Newbie Threads question

Sun May 2 12:10:00 EDT 1999

[mbf2y at my-dejanews.com]
> ...
> What I'd like to do is learn how to use threads by "parallelizing" a
> simple set of now currently serialized tasks.
> ...
> hypothetically my code looks like this:
>
> def func1(param):
>    result = []
>    # do a bunch of work, takes about 3 seconds of wall-clock time
>    return result

When a thread function returns, the thread dies, and the return value is
tossed into the bit bucket.  You'll need to stuff the result away in a
non-local vrbl of some kind.

> def func2(param):
>    result = []
>    # do a bunch of work, takes about 5 seconds of wall-clock time
>    return result

Ditto.

> def func3(list1, list2):
>    result = []
>    # does work on the two lists passed in, takes 0.5 secs of
> wall-clock time
>    return result
>
>
> #my main loop simplified
> list1 = func1(x)
> list2 = func2(y)
> reallist = func3(list1,list2)
> #do something with reallist.
>
> Since func1 and func2 are completely independent - IE do not use
> any of the same resources, to me this would be a great place to do
> the work in parallel.

Yup!  In the biz, this is what's called "embarrassingly parallel".  I worked
for at least one now-defunct startup that tried to get rich off non-problems
exactly like that <wink>.

>  What I want to do is something like this:
>
> #my new main loop
> list1 = thread.start_new_thread(func1,(x))
> list2 = thread.start_new_thread(func2,(y))
> reallist = func3(list1,list2)
>
> I have read the documentation a couple of times, but what I don't know:
>
> A) Is the return value of start_new_thread the same as the return
> value of the function it calls?

Expanding on Gordon's hint, if start_new_thread waited for func1 to return a
value, nothing at all would happen in parallel (the second call to
start_new_thread couldn't begin before func1 returned).

Note too that you need to pass a tuple of arguments in the call, and (x)
isn't a tuple.  A 1-tuple is a degenerate case that needs to be spelled (x,)
(note the silly-looking trailing comma there).

> B) Do I need to do anything fancy to make the func3 call wait
> until the calls to func1 and func2 have both returned?

Absolutely.

> For example, should I have the func1 and func2 calls aquire a lock at
> the start of the function and release it at the end, and then make the
> main loop try to acquire both locks before proceeding to the
> reallist = func3() call?

What you "should do" is use the higher-level threading module's "join"
method.  Rolling your own is fraught with peril.  For example, consider your
suggestion:

def func1(...):
    acquire lock1
    do work
    release lock1

# func2 similarly, but with lock2

# main loop
    start func1
    start func2
    acquire lock1
    acquire lock2

It's quite possible that the main thread will start func1 and func2, and
acquire both lock1 and lock2 before any code in func1 or func2 gets a chance
to execute.  Then func1 and func2 hang waiting to acquire locks that will
never get released, and your main loop hangs too on the next trip around.

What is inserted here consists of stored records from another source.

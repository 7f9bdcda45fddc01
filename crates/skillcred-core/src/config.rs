use serde::{Deserialize, Serialize};
use std::time::Duration;

/// Timing knobs shared by the orchestrator, resolver, and sweeper.
#[derive(Debug, Clone, PartialEq, Eq, Serialize, Deserialize)]
#[serde(default)]
pub struct LifecycleConfig {
    /// Upper bound on any single ledger call, in milliseconds.
    pub ledger_timeout_ms: u64,
    /// How long a mirrored row may be served without asking the ledger.
    pub cache_max_age_secs: u64,
    /// Sweeper cadence.
    pub sweep_interval_secs: u64,
    /// Minimum age of an unmirrored or failed row before the sweeper touches it.
    pub grace_period_secs: u64,
    /// Minimum age of a pending row before the sweeper looks it up on the ledger.
    pub pending_timeout_secs: u64,
    /// Mirrored rows older than this are re-checked against the ledger.
    pub revalidate_after_secs: u64,
}

impl Default for LifecycleConfig {
    fn default() -> Self {
        Self {
            ledger_timeout_ms: 10_000,
            cache_max_age_secs: 300,
            sweep_interval_secs: 180,
            grace_period_secs: 60,
            pending_timeout_secs: 120,
            revalidate_after_secs: 3_600,
        }
    }
}

impl LifecycleConfig {
    pub fn ledger_timeout(&self) -> Duration {
        Duration::from_millis(self.ledger_timeout_ms)
    }

    pub fn cache_max_age(&self) -> chrono::Duration {
        seconds(self.cache_max_age_secs)
    }

    pub fn sweep_interval(&self) -> Duration {
        Duration::from_secs(self.sweep_interval_secs.max(1))
    }

    pub fn grace_period(&self) -> chrono::Duration {
        seconds(self.grace_period_secs)
    }

    pub fn pending_timeout(&self) -> chrono::Duration {
        seconds(self.pending_timeout_secs)
    }

    pub fn revalidate_after(&self) -> chrono::Duration {
        seconds(self.revalidate_after_secs)
    }

    /// Attempt lease length.
    ///
    /// Covers every bounded call an attempt makes before its write: the key
    /// lookup, the issuer check, and the write itself.
    pub fn lease_length(&self) -> chrono::Duration {
        millis(self.ledger_timeout_ms.saturating_mul(ATTEMPT_LEDGER_CALLS))
    }

    /// Lease extension taken right before the ledger write is dispatched.
    pub fn write_lease_length(&self) -> chrono::Duration {
        millis(self.ledger_timeout_ms)
    }
}

/// Ledger calls an issuance attempt makes while holding its lease.
const ATTEMPT_LEDGER_CALLS: u64 = 3;

// Values come straight from the config file; anything chrono cannot
// represent saturates instead of panicking.
fn seconds(secs: u64) -> chrono::Duration {
    i64::try_from(secs)
        .ok()
        .and_then(chrono::Duration::try_seconds)
        .unwrap_or(chrono::Duration::MAX)
}

fn millis(ms: u64) -> chrono::Duration {
    i64::try_from(ms)
        .ok()
        .and_then(chrono::Duration::try_milliseconds)
        .unwrap_or(chrono::Duration::MAX)
}
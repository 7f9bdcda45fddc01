use skillcred_core::{CoreError, SubmissionId};

/// Local index store errors.
#[derive(Debug, thiserror::Error)]
pub enum IndexError {
    #[error("index store unavailable: {0}")]
    Unavailable(String),

    #[error("serialization error: {0}")]
    Serialization(#[from] serde_json::Error),

    #[error("no mirror row for submission {0}")]
    MirrorNotFound(SubmissionId),

    #[error("rejected mirror update: {0}")]
    Transition(#[from] CoreError),
}

impl From<rocksdb::Error> for IndexError {
    fn from(err: rocksdb::Error) -> Self {
        Self::Unavailable(err.to_string())
    }
}
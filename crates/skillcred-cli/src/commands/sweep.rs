//! `skillcred sweep` — Run one reconciliation sweep now.

use clap::Args;
use serde::Deserialize;

use super::{error_message, unreachable, DEFAULT_ENDPOINT};

#[derive(Args, Debug)]
pub struct SweepArgs {
    /// API endpoint of the node.
    #[arg(short, long, default_value = DEFAULT_ENDPOINT)]
    pub endpoint: String,
}

#[derive(Deserialize)]
struct SweepReport {
    examined: usize,
    mirrored: usize,
    orphaned: usize,
    refreshed: usize,
    left_pending: usize,
    transient_errors: usize,
}

pub async fn run(args: &SweepArgs) -> anyhow::Result<()> {
    let url = format!("{}/api/v1/sweep", args.endpoint);
    let resp = reqwest::Client::new().post(&url).send().await;

    match resp {
        Ok(r) if r.status().is_success() => {
            let report: SweepReport = r.json().await?;
            println!("Sweep complete:");
            println!("  Examined:         {}", report.examined);
            println!("  Mirrored:         {}", report.mirrored);
            println!("  Refreshed:        {}", report.refreshed);
            println!("  Orphaned:         {}", report.orphaned);
            println!("  Left pending:     {}", report.left_pending);
            println!("  Transient errors: {}", report.transient_errors);
        }
        Ok(r) => anyhow::bail!("sweep failed ({})", error_message(r).await),
        Err(e) => unreachable(&args.endpoint, &e),
    }

    Ok(())
}
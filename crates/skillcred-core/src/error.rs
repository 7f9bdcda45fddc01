use crate::mirror_state::{MirrorEvent, MirrorStatus};

/// Core protocol errors.
#[derive(Debug, thiserror::Error)]
pub enum CoreError {
    #[error("invalid mirror transition from {from} on {event:?}")]
    InvalidMirrorTransition {
        from: MirrorStatus,
        event: MirrorEvent,
    },

    #[error("validation error: {0}")]
    ValidationError(String),

    #[error("missing required field: {0}")]
    MissingField(String),

    #[error("invalid identifier: {0}")]
    InvalidIdentifier(String),
}
use serde::{Deserialize, Serialize};

use skillcred_core::{CredentialId, HolderId, IdempotencyKey, IssuerId, SubmissionId, TxRef};

/// Metadata attached to every ledger write.
#[derive(Debug, Clone, PartialEq, Eq, Serialize, Deserialize)]
pub struct IssueMetadata {
    /// Lets the ledger recognize a retried write.
    pub idempotency_key: IdempotencyKey,
    pub submission_id: SubmissionId,
    pub issuer: IssuerId,
}

/// A credential write request.
#[derive(Debug, Clone, PartialEq, Eq, Serialize, Deserialize)]
pub struct IssueRequest {
    pub holder: HolderId,
    pub skill: String,
    pub artifact_hash: Option<String>,
    pub metadata: IssueMetadata,
}

/// What the ledger returns for a confirmed write.
#[derive(Debug, Clone, PartialEq, Eq, Serialize, Deserialize)]
pub struct IssueReceipt {
    pub credential_id: CredentialId,
    pub tx_ref: TxRef,
}
//! Test doubles and fixtures for cross-crate lifecycle tests.
//!
//! `FlakyLedger` and `FlakyStore` wrap the real in-memory backends and can
//! be switched into the failure modes the lifecycle has to survive.

pub mod gateway;

use std::sync::atomic::{AtomicBool, AtomicU64, AtomicU8, Ordering};
use std::sync::Arc;
use std::time::Duration;

use async_trait::async_trait;
use chrono::Utc;

use skillcred_core::{
    ApprovedSubmission, CoreError, CredentialId, CredentialRecord, HolderId, IdempotencyKey,
    IssuerId, LifecycleConfig, LocalCredentialMirror, MirrorStatus, Submission, SubmissionId,
};
use skillcred_credentials::{
    IssuanceOrchestrator, ReconciliationSweeper, StaleSignal, VerificationResolver,
};
use skillcred_index::{ClaimOutcome, IndexError, IndexStore, MemoryIndexStore};
use skillcred_ledger::{IssueReceipt, IssueRequest, LedgerClient, LedgerError, MemoryLedger};

pub const ISSUER: &str = "0xissuer";
pub const HOLDER: &str = "0xholder";

// =========================================================================
// Ledger double
// =========================================================================

/// In-memory ledger with switchable outages.
#[derive(Default)]
pub struct FlakyLedger {
    pub inner: MemoryLedger,
    offline: AtomicBool,
    lose_write_responses: AtomicBool,
    write_delay_ms: AtomicU64,
    issue_calls: AtomicU64,
    key_lookups: AtomicU64,
}

impl FlakyLedger {
    pub fn new() -> Self {
        let ledger = Self::default();
        ledger.inner.authorize_issuer(IssuerId::new(ISSUER));
        ledger
    }

    /// Every call fails with a network error.
    pub fn set_offline(&self, offline: bool) {
        self.offline.store(offline, Ordering::SeqCst);
    }

    /// Writes land on the ledger, but the response never arrives in time.
    pub fn set_lose_write_responses(&self, lose: bool) {
        self.lose_write_responses.store(lose, Ordering::SeqCst);
    }

    /// Delay every write before it reaches the ledger.
    pub fn set_write_delay(&self, delay: Duration) {
        self.write_delay_ms
            .store(delay.as_millis() as u64, Ordering::SeqCst);
    }

    /// Number of `issue` calls received, including failed ones.
    pub fn issue_calls(&self) -> u64 {
        self.issue_calls.load(Ordering::SeqCst)
    }

    /// Number of lookups by idempotency key.
    pub fn key_lookups(&self) -> u64 {
        self.key_lookups.load(Ordering::SeqCst)
    }

    /// Number of credentials actually written.
    pub fn writes(&self) -> u64 {
        self.inner.write_count()
    }

    fn check(&self) -> Result<(), LedgerError> {
        if self.offline.load(Ordering::SeqCst) {
            return Err(LedgerError::Network("connection refused".into()));
        }
        Ok(())
    }
}

#[async_trait]
impl LedgerClient for FlakyLedger {
    async fn issue(&self, request: IssueRequest) -> Result<IssueReceipt, LedgerError> {
        self.issue_calls.fetch_add(1, Ordering::SeqCst);
        self.check()?;
        let delay = self.write_delay_ms.load(Ordering::SeqCst);
        if delay > 0 {
            tokio::time::sleep(Duration::from_millis(delay)).await;
        }
        let receipt = self.inner.issue(request).await?;
        if self.lose_write_responses.load(Ordering::SeqCst) {
            tokio::time::sleep(Duration::from_secs(3)).await;
        }
        Ok(receipt)
    }

    async fn get_credential(
        &self,
        id: &CredentialId,
    ) -> Result<Option<CredentialRecord>, LedgerError> {
        self.check()?;
        self.inner.get_credential(id).await
    }

    async fn find_by_idempotency_key(
        &self,
        key: &IdempotencyKey,
    ) -> Result<Option<CredentialRecord>, LedgerError> {
        self.key_lookups.fetch_add(1, Ordering::SeqCst);
        self.check()?;
        self.inner.find_by_idempotency_key(key).await
    }

    async fn credentials_for_holder(
        &self,
        holder: &HolderId,
    ) -> Result<Vec<CredentialRecord>, LedgerError> {
        self.check()?;
        self.inner.credentials_for_holder(holder).await
    }

    async fn is_authorized_issuer(&self, issuer: &IssuerId) -> Result<bool, LedgerError> {
        self.check()?;
        self.inner.is_authorized_issuer(issuer).await
    }

    async fn revoke(&self, id: &CredentialId, issuer: &IssuerId) -> Result<(), LedgerError> {
        self.check()?;
        self.inner.revoke(id, issuer).await
    }

    fn backend_id(&self) -> &str {
        "ledger-flaky"
    }
}

// =========================================================================
// Store double
// =========================================================================

const HEALTHY: u8 = 0;
const REFUSE_MIRROR_WRITES: u8 = 1;
const DOWN: u8 = 2;

/// Index store wrapper that can go down entirely, or refuse only the
/// update that would make a row `mirrored`.
pub struct FlakyStore {
    inner: Arc<dyn IndexStore>,
    mode: AtomicU8,
}

impl FlakyStore {
    pub fn new(inner: Arc<dyn IndexStore>) -> Self {
        Self {
            inner,
            mode: AtomicU8::new(HEALTHY),
        }
    }

    pub fn heal(&self) {
        self.mode.store(HEALTHY, Ordering::SeqCst);
    }

    pub fn refuse_mirror_writes(&self) {
        self.mode.store(REFUSE_MIRROR_WRITES, Ordering::SeqCst);
    }

    pub fn go_down(&self) {
        self.mode.store(DOWN, Ordering::SeqCst);
    }

    fn check(&self) -> Result<(), IndexError> {
        if self.mode.load(Ordering::SeqCst) == DOWN {
            return Err(IndexError::Unavailable("store offline".into()));
        }
        Ok(())
    }
}

impl IndexStore for FlakyStore {
    fn put_submission(&self, submission: &Submission) -> Result<(), IndexError> {
        self.check()?;
        self.inner.put_submission(submission)
    }

    fn get_submission(&self, id: &SubmissionId) -> Result<Option<Submission>, IndexError> {
        self.check()?;
        self.inner.get_submission(id)
    }

    fn claim_mirror(&self, mirror: LocalCredentialMirror) -> Result<ClaimOutcome, IndexError> {
        self.check()?;
        self.inner.claim_mirror(mirror)
    }

    fn get_mirror(&self, id: &SubmissionId) -> Result<Option<LocalCredentialMirror>, IndexError> {
        self.check()?;
        self.inner.get_mirror(id)
    }

    fn update_mirror(
        &self,
        id: &SubmissionId,
        apply: &mut dyn FnMut(&mut LocalCredentialMirror) -> Result<(), CoreError>,
    ) -> Result<LocalCredentialMirror, IndexError> {
        self.check()?;
        if self.mode.load(Ordering::SeqCst) != REFUSE_MIRROR_WRITES {
            return self.inner.update_mirror(id, apply);
        }

        let mut refused = false;
        let result = self
            .inner
            .update_mirror(id, &mut |row: &mut LocalCredentialMirror| {
                let was_mirrored = row.status == MirrorStatus::Mirrored;
                apply(row)?;
                if !was_mirrored && row.status == MirrorStatus::Mirrored {
                    refused = true;
                    return Err(CoreError::ValidationError("mirror write refused".into()));
                }
                Ok(())
            });
        if refused {
            return Err(IndexError::Unavailable("store offline during mirror write".into()));
        }
        result
    }

    fn mirror_by_ledger_id(
        &self,
        id: &CredentialId,
    ) -> Result<Option<LocalCredentialMirror>, IndexError> {
        self.check()?;
        self.inner.mirror_by_ledger_id(id)
    }

    fn mirrors_for_holder(
        &self,
        holder: &HolderId,
    ) -> Result<Vec<LocalCredentialMirror>, IndexError> {
        self.check()?;
        self.inner.mirrors_for_holder(holder)
    }

    fn mirrors_with_status(
        &self,
        status: MirrorStatus,
    ) -> Result<Vec<LocalCredentialMirror>, IndexError> {
        self.check()?;
        self.inner.mirrors_with_status(status)
    }
}

// =========================================================================
// Fixture
// =========================================================================

/// Lifecycle configuration with a short ledger timeout for tests.
pub fn test_config() -> LifecycleConfig {
    LifecycleConfig {
        ledger_timeout_ms: 250,
        ..LifecycleConfig::default()
    }
}

/// The three lifecycle services wired around a flaky ledger and store.
pub struct Fixture {
    pub ledger: Arc<FlakyLedger>,
    pub store: Arc<FlakyStore>,
    pub stale: Arc<StaleSignal>,
    pub config: LifecycleConfig,
    pub orchestrator: IssuanceOrchestrator,
    pub resolver: VerificationResolver,
    pub sweeper: ReconciliationSweeper,
}

impl Fixture {
    pub fn new() -> Self {
        Self::with_parts(
            Arc::new(FlakyLedger::new()),
            Arc::new(MemoryIndexStore::new()),
        )
    }

    pub fn with_parts(ledger: Arc<FlakyLedger>, store: Arc<dyn IndexStore>) -> Self {
        let store = Arc::new(FlakyStore::new(store));
        let stale = Arc::new(StaleSignal::new());
        let config = test_config();
        let orchestrator = IssuanceOrchestrator::new(
            IssuerId::new(ISSUER),
            ledger.clone(),
            store.clone(),
            config.clone(),
        );
        let resolver = VerificationResolver::new(
            ledger.clone(),
            store.clone(),
            config.clone(),
            stale.clone(),
        );
        let sweeper = ReconciliationSweeper::new(
            ledger.clone(),
            store.clone(),
            config.clone(),
            stale.clone(),
        );
        Self {
            ledger,
            store,
            stale,
            config,
            orchestrator,
            resolver,
            sweeper,
        }
    }

    /// Record an approved submission for the test holder.
    pub async fn approve(&self, submission: &str) -> Submission {
        self.orchestrator
            .record_approval(
                ApprovedSubmission {
                    submission_id: SubmissionId::new(submission),
                    holder: HolderId::new(HOLDER),
                    skill: "distributed-systems".into(),
                    artifact_ref: None,
                    reviewer: Some("reviewer-1".into()),
                    review_notes: Some("solid work".into()),
                },
                None,
            )
            .await
            .expect("approval recorded")
    }

    pub fn mirror(&self, submission: &str) -> LocalCredentialMirror {
        self.store
            .get_mirror(&SubmissionId::new(submission))
            .expect("store readable")
            .expect("mirror row exists")
    }

    /// Push a row's timestamps into the past, as if the process had been
    /// idle for `secs` seconds.
    pub fn age_mirror(&self, submission: &str, secs: i64) {
        let then = Utc::now() - chrono::Duration::seconds(secs);
        self.store
            .update_mirror(
                &SubmissionId::new(submission),
                &mut |row: &mut LocalCredentialMirror| {
                    row.updated_at = then;
                    if row.last_reconciled_at.is_some() {
                        row.last_reconciled_at = Some(then);
                    }
                    if row.lease_until.is_some() {
                        row.lease_until = Some(then);
                    }
                    Ok(())
                },
            )
            .expect("mirror aged");
    }
}

impl Default for Fixture {
    fn default() -> Self {
        Self::new()
    }
}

The kind of gimmick you're thinking of *can* work, but requires acquiring
the locks in the main loop *before* starting the threads; then it's
guaranteed that the thread function is entered with its lock in the acquired
state:

def func1(...):
    do work
    release lock1

# func2 similarly, but with lock2

acquire lock1
acquire lock2
# main loop
    start func1
    start func2
    acquire lock1
    acquire lock2

I'll attach a less painful alternative using the "threading" module.
"threading" presents a scheme more-or-less like Java's thread API, so
getting a book on Java threads would be a good idea.

threads-tend-to-unravel-ly y'rs  - tim

This is executable as-is:

from threading import Thread
import time

def square(n, answer):
    print "in square"
    for i in range(n):
        answer.append(i**2)
    time.sleep(3)
    print "returning from square"

def cube(n, answer):
    print "in cube"
    for i in range(n):
        answer.append(i**3)
    time.sleep(5)
    print "returning from cube"

for i in range(4):
    t1result = []
    t2result = []
    t1 = Thread(target=square, args=(2*i, t1result))
    t2 = Thread(target=cube, args=(3*i, t2result))
    print "starting threads with i =", i
    t1.start(); t2.start()
    t1.join();  t2.join()
    print "back from joins"
    print "square returned", t1result
    print "cube returned", t2result